Data excerpts:
--- --- ---
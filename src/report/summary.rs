//! Aggregate quality figures over a measurement log.

use super::csv::ReportRow;
use crate::calibration::CalibrationTable;
use crate::classify::Verdict;
use serde::Serialize;
use std::collections::BTreeMap;

/// Tolerance used by the QC overview when none is given.
pub const DEFAULT_SUMMARY_TOLERANCE_MM: f64 = 1.0;

#[derive(Clone, Debug, PartialEq, Serialize)]
#[serde(rename_all = "camelCase")]
pub struct DimStats {
    pub count: usize,
    pub mean: f64,
    pub min: f64,
    pub max: f64,
    /// Sample standard deviation; zero for fewer than two values.
    pub std_dev: f64,
}

impl DimStats {
    pub fn from_values(values: &[f64]) -> Option<Self> {
        let n = values.len();
        if n == 0 {
            return None;
        }
        let mean = values.iter().sum::<f64>() / n as f64;
        let min = values.iter().copied().fold(f64::INFINITY, f64::min);
        let max = values.iter().copied().fold(f64::NEG_INFINITY, f64::max);
        let std_dev = if n > 1 {
            let ss: f64 = values.iter().map(|v| (v - mean) * (v - mean)).sum();
            (ss / (n - 1) as f64).sqrt()
        } else {
            0.0
        };
        Some(Self {
            count: n,
            mean,
            min,
            max,
            std_dev,
        })
    }
}

/// Nominal value with its lower and upper acceptance limits.
#[derive(Clone, Copy, Debug, PartialEq, Serialize)]
pub struct ToleranceBand {
    pub nominal: f64,
    pub lower: f64,
    pub upper: f64,
}

impl ToleranceBand {
    pub fn new(nominal: f64, tolerance: f64) -> Self {
        Self {
            nominal,
            lower: nominal - tolerance,
            upper: nominal + tolerance,
        }
    }

    pub fn contains(&self, v: f64) -> bool {
        v >= self.lower && v <= self.upper
    }
}

#[derive(Clone, Debug, PartialEq, Serialize)]
#[serde(rename_all = "camelCase")]
pub struct BatchSummary {
    pub total: usize,
    pub accepted: usize,
    pub rejected: usize,
    /// Percentage of rows not accepted; zero for an empty log.
    pub reject_rate_pct: f64,
    /// Row count per status string, as found in the log.
    pub status_counts: BTreeMap<String, usize>,
    /// Part type of the first accepted row; the bands refer to it.
    pub part_type: Option<String>,
    pub length: Option<DimStats>,
    pub width: Option<DimStats>,
    pub length_band: Option<ToleranceBand>,
    pub width_band: Option<ToleranceBand>,
    pub tolerance_mm: f64,
}

impl BatchSummary {
    /// Statistics cover accepted rows only; missing numbers are skipped.
    pub fn from_rows(rows: &[ReportRow], calibration: &CalibrationTable, tolerance_mm: f64) -> Self {
        let accepted_rows: Vec<&ReportRow> = rows
            .iter()
            .filter(|r| Verdict::parse(&r.status) == Some(Verdict::Accepted))
            .collect();
        let total = rows.len();
        let accepted = accepted_rows.len();
        let rejected = total - accepted;
        let reject_rate_pct = if total > 0 {
            rejected as f64 / total as f64 * 100.0
        } else {
            0.0
        };

        let mut status_counts = BTreeMap::new();
        for r in rows {
            *status_counts.entry(r.status.clone()).or_insert(0) += 1;
        }

        let lengths: Vec<f64> = accepted_rows.iter().filter_map(|r| r.length_mm).collect();
        let widths: Vec<f64> = accepted_rows.iter().filter_map(|r| r.width_mm).collect();

        let part_type = accepted_rows.first().map(|r| r.part_type.clone());
        let part = part_type.as_deref().and_then(|t| calibration.get(t));
        if part_type.is_some() && part.is_none() {
            log::warn!("no calibration entry for part type {part_type:?}; tolerance bands omitted");
        }

        Self {
            total,
            accepted,
            rejected,
            reject_rate_pct,
            status_counts,
            part_type,
            length: DimStats::from_values(&lengths),
            width: DimStats::from_values(&widths),
            length_band: part.map(|s| ToleranceBand::new(s.nominal_length_mm, tolerance_mm)),
            width_band: part.map(|s| ToleranceBand::new(s.nominal_width_mm, tolerance_mm)),
            tolerance_mm,
        }
    }

    /// Multi-line text block for terminal output.
    pub fn render_text(&self) -> String {
        let mut out = format!(
            "TOTAL SAMPLES: {}\nACCEPTED: {}\nREJECTED: {}\nReject Rate: {:.2}%\n",
            self.total, self.accepted, self.rejected, self.reject_rate_pct
        );
        for (name, stats, band) in [
            ("Length", &self.length, &self.length_band),
            ("Width", &self.width, &self.width_band),
        ] {
            match stats {
                Some(s) => out.push_str(&format!(
                    "{name} (accepted): mean {:.2} mm, min {:.2}, max {:.2}, std {:.3}\n",
                    s.mean, s.min, s.max, s.std_dev
                )),
                None => out.push_str(&format!("{name} (accepted): no accepted screws\n")),
            }
            if let Some(b) = band {
                out.push_str(&format!(
                    "{name} nominal {:.2} mm, limits [{:.2}, {:.2}]\n",
                    b.nominal, b.lower, b.upper
                ));
            }
        }
        out
    }
}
--- --- ---
What to do: Across the entries above, find the lines with the string "lower" and copy them.

Expected output:
/// Nominal value with its lower and upper acceptance limits.
    pub lower: f64,
            lower: nominal - tolerance,
        v >= self.lower && v <= self.upper
                    b.nominal, b.lower, b.upper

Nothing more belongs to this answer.